New research may identify children who can avoid surgery
The Childhood Adenotonsillectomy Trial (CHAT), first published in 2013, suggested to clinicians that a higher than realized number of children may grow out of their OSA (Marcus et al. N Engl J Med. 2013;368[25]:2366). This was the first study to examine the risks and benefits of early adenotonsillectomy vs. watchful waiting in children 5 to 9 years of age. When sleep studies were performed at baseline and at 7 months of follow-up, it was found that 46% of the children in the watchful waiting group had resolution of their OSA. In addition, it was noted that resolution of OSA after adenotonsillectomy was not absolute, either, as 21% in the early adenotonsillectomy group had residual OSA at 7 months postsurgery. This leads to the questions of which children should undergo surgery and how we are to identify them.

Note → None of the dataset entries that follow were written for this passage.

// Copyright 2023-Present Datadog, Inc. https://www.datadoghq.com/
// SPDX-License-Identifier: Apache-2.0

#![allow(clippy::unwrap_used)]

use async_trait::async_trait;
use serde_json::json;
use std::collections::VecDeque;
use std::sync::{Arc, Mutex};
use std::time::Duration;
use tempfile::TempDir;

use crate::config::ShipperConfig;
use crate::error::SendError;
use crate::pipeline::Pipeline;
use crate::record::{LogRecord, RawRecord};
use crate::sender::LogSender;

/// Sender that replays scripted outcomes and records every batch it sees.
/// Once the script runs out every call succeeds.
pub(crate) struct ScriptedSender {
    responses: Mutex<VecDeque<Result<(), SendError>>>,
    batches: Mutex<Vec<Vec<LogRecord>>>,
}

impl ScriptedSender {
    pub fn new(responses: Vec<Result<(), SendError>>) -> Self {
        ScriptedSender {
            responses: Mutex::new(responses.into()),
            batches: Mutex::new(Vec::new()),
        }
    }

    pub fn ok() -> Self {
        Self::new(Vec::new())
    }

    pub fn batches(&self) -> Vec<Vec<LogRecord>> {
        self.batches.lock().unwrap().clone()
    }

    pub fn messages(&self) -> Vec<Vec<String>> {
        self.batches()
            .into_iter()
            .map(|batch| batch.into_iter().map(|r| r.message).collect())
            .collect()
    }
}

#[async_trait]
impl LogSender for ScriptedSender {
    async fn send(&self, batch: &[LogRecord]) -> Result<(), SendError> {
        self.batches.lock().unwrap().push(batch.to_vec());
        self.responses.lock().unwrap().pop_front().unwrap_or(Ok(()))
    }
}

pub(crate) fn raw(message: &str) -> RawRecord {
    json!({
        "level": "info",
        "message": message,
        "timestamp": "2024-05-01T12:00:00Z",
    })
}

/// Timers are long enough to stay out of the way unless a test shortens them.
pub(crate) fn test_config(dir: &TempDir) -> ShipperConfig {
    ShipperConfig {
        api_url: "http://127.0.0.1:1/logs".to_string(),
        batch_size: 2,
        flush_interval: Duration::from_secs(60),
        retry_interval: Duration::from_secs(60),
        backoff_factor: Duration::from_millis(1),
        drain_timeout: Duration::from_secs(5),
        backup_file_path: dir.path().join("unsent-logs.json"),
        ..Default::default()
    }
}

pub(crate) fn pipeline(config: ShipperConfig, sender: Arc<dyn LogSender>) -> Arc<Pipeline> {
    Arc::new(Pipeline::new(Arc::new(config), sender))
}

pub(crate) async fn wait_until(mut condition: impl FnMut() -> bool) {
    tokio::time::timeout(Duration::from_secs(5), async {
        while !condition() {
            tokio::time::sleep(Duration::from_millis(5)).await;
        }
    })
    .await
    .unwrap();
}
// Copyright 2023-Present Datadog, Inc. https://www.datadoghq.com/
// SPDX-License-Identifier: Apache-2.0

#![cfg_attr(not(test), deny(clippy::panic))]
#![cfg_attr(not(test), deny(clippy::unwrap_used))]
#![cfg_attr(not(test), deny(clippy::expect_used))]
#![cfg_attr(not(test), deny(clippy::todo))]
#![cfg_attr(not(test), deny(clippy::unimplemented))]

use std::env;
use tokio::io::{AsyncBufReadExt, BufReader};
use tracing::{debug, error, info};
use tracing_subscriber::EnvFilter;

use logs_shipper::{
    record::format_timestamp, LogShipper, LogTransport, RawRecord, ShipperConfig,
};

#[tokio::main]
pub async fn main() {
    let log_level = env::var("LOGS_SHIPPER_LOG_LEVEL")
        .map(|val| val.to_lowercase())
        .unwrap_or("info".to_string());

    let env_filter = format!("h2=off,hyper=off,rustls=off,{}", log_level);

    #[allow(clippy::expect_used)]
    let subscriber = tracing_subscriber::fmt::Subscriber::builder()
        .with_env_filter(
            EnvFilter::try_new(env_filter).expect("could not parse log level in configuration"),
        )
        .with_writer(std::io::stderr)
        .with_level(true)
        .with_thread_names(false)
        .with_thread_ids(false)
        .with_line_number(false)
        .with_file(false)
        .with_target(true)
        .without_time()
        .finish();

    #[allow(clippy::expect_used)]
    tracing::subscriber::set_global_default(subscriber).expect("setting default subscriber failed");

    debug!("Logging subsystem enabled");

    let config = match ShipperConfig::from_env() {
        Ok(c) => c,
        Err(e) => {
            error!("Error loading logs shipper configuration: {e}");
            return;
        }
    };

    let shipper = match LogShipper::new(config) {
        Ok(s) => s,
        Err(e) => {
            error!("Error creating logs shipper: {e}");
            return;
        }
    };
    shipper.init().await;
    info!(
        "Shipping logs from stdin to {}",
        shipper.config().api_url
    );

    let mut lines = BufReader::new(tokio::io::stdin()).lines();
    loop {
        tokio::select! {
            line = lines.next_line() => match line {
                Ok(Some(line)) => {
                    if let Some(record) = parse_line(&line) {
                        shipper.log(record, Box::new(|| {}));
                    }
                }
                Ok(None) => {
                    debug!("Reached end of input");
                    break;
                }
                Err(e) => {
                    error!("Failed to read from stdin: {e}");
                    break;
                }
            },
            _ = tokio::signal::ctrl_c() => {
                info!("Received interrupt, shutting down");
                break;
            }
        }
    }

    LogTransport::close(&shipper).await;
    let stats = shipper.stats();
    debug!(
        "Shutdown complete, {} records left in memory",
        stats.queued + stats.retrying
    );
}

/// JSON objects are passed through as-is; any other non-empty line becomes
/// an `info` record stamped with the current time.
fn parse_line(line: &str) -> Option<RawRecord> {
    let line = line.trim();
    if line.is_empty() {
        return None;
    }
    match serde_json::from_str::<RawRecord>(line) {
        Ok(value) if value.is_object() => Some(value),
        _ => Some(serde_json::json!({
            "level": "info",
            "message": line,
            "timestamp": format_timestamp(chrono::Utc::now()),
        })),
    }
}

A more recent study by Chervin and colleagues published in CHEST identifies factors associated with resolution of sleep apnea in the children in the watchful waiting arm of the CHAT trial (Chest. 2015;148[5]:1204). The factors identified included baseline polysomnography characteristics of mild sleep apnea, such as lower baseline apnea/hypopnea index (AHI) and less oxygen desaturation. Figure 1 demonstrates the percentage of children in the watchful waiting group that had resolution of their OSA by their baseline AHI. The CHAT trial did not include many children with severe OSA, as median AHI was less than 5, and children with sustained desaturations were excluded. Chervin and colleagues noted that those children with a lower AHI and waist circumference profile were more likely to have resolution. Other factors that may also be associated with resolution without surgery suggested by these data include a lower waist circumference percentile and lower baseline questionnaire scores on the pediatric sleep questionnaire (PSQ). The PSQ has also been identified as a tool to help assess for likelihood of OSA. Some clinical factors may also be associated with resolution of OSA, such as the absence of loud or habitual snoring or observed apneas.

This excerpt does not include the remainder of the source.